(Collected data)
· · ·
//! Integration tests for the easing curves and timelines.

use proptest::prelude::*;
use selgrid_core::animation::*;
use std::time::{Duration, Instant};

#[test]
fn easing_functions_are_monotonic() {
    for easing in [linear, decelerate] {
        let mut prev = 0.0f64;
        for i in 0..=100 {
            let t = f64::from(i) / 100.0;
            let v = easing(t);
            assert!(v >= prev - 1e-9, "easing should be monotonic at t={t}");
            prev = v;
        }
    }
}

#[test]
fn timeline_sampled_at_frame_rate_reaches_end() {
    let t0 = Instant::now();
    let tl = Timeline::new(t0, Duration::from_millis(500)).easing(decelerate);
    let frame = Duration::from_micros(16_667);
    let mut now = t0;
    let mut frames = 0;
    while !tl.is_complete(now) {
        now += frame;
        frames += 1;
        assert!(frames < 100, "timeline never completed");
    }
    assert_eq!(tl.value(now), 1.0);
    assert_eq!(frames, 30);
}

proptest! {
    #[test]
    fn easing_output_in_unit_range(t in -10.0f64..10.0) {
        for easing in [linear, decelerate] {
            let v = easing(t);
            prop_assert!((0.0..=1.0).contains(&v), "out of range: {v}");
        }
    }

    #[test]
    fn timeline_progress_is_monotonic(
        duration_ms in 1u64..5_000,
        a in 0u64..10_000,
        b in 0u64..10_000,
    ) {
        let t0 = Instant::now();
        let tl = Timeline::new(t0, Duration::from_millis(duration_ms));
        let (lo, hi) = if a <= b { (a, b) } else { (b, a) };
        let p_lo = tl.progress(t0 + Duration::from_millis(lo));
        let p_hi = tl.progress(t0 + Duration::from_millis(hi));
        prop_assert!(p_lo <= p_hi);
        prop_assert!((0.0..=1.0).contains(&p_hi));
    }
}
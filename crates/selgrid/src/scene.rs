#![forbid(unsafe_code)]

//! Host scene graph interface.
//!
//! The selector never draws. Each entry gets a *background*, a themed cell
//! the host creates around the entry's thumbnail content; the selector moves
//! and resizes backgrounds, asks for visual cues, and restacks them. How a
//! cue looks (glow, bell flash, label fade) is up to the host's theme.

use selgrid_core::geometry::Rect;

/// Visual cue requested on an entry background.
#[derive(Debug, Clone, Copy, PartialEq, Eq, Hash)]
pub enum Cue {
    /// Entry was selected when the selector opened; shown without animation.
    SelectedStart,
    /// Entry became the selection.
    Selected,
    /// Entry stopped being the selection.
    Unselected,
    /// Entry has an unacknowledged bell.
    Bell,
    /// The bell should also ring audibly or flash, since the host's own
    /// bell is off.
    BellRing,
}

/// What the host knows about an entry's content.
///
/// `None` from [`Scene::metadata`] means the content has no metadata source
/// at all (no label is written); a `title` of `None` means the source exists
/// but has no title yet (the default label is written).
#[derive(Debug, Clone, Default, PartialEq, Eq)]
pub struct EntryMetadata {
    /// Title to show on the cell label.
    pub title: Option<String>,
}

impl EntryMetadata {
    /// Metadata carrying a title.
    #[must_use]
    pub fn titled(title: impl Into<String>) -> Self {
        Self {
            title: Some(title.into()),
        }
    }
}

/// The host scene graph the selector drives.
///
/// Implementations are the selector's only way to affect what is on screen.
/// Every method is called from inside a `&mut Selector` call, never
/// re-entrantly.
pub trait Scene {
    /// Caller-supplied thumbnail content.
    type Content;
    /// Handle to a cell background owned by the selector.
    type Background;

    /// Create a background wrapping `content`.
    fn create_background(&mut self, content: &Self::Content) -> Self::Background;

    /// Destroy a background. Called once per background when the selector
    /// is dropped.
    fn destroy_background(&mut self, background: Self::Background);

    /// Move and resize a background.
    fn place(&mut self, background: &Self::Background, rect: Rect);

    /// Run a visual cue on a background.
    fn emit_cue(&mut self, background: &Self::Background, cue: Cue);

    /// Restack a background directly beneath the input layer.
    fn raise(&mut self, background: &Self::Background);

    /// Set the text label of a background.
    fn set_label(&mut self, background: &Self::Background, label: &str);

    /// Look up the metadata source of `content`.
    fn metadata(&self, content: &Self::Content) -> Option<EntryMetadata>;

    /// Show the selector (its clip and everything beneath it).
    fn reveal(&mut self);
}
· · ·
**Problem to work on:** Return each line of the data where the word "written" appears.

**Finished task:**
/// at all (no label is written); a `title` of `None` means the source exists
/// but has no title yet (the default label is written).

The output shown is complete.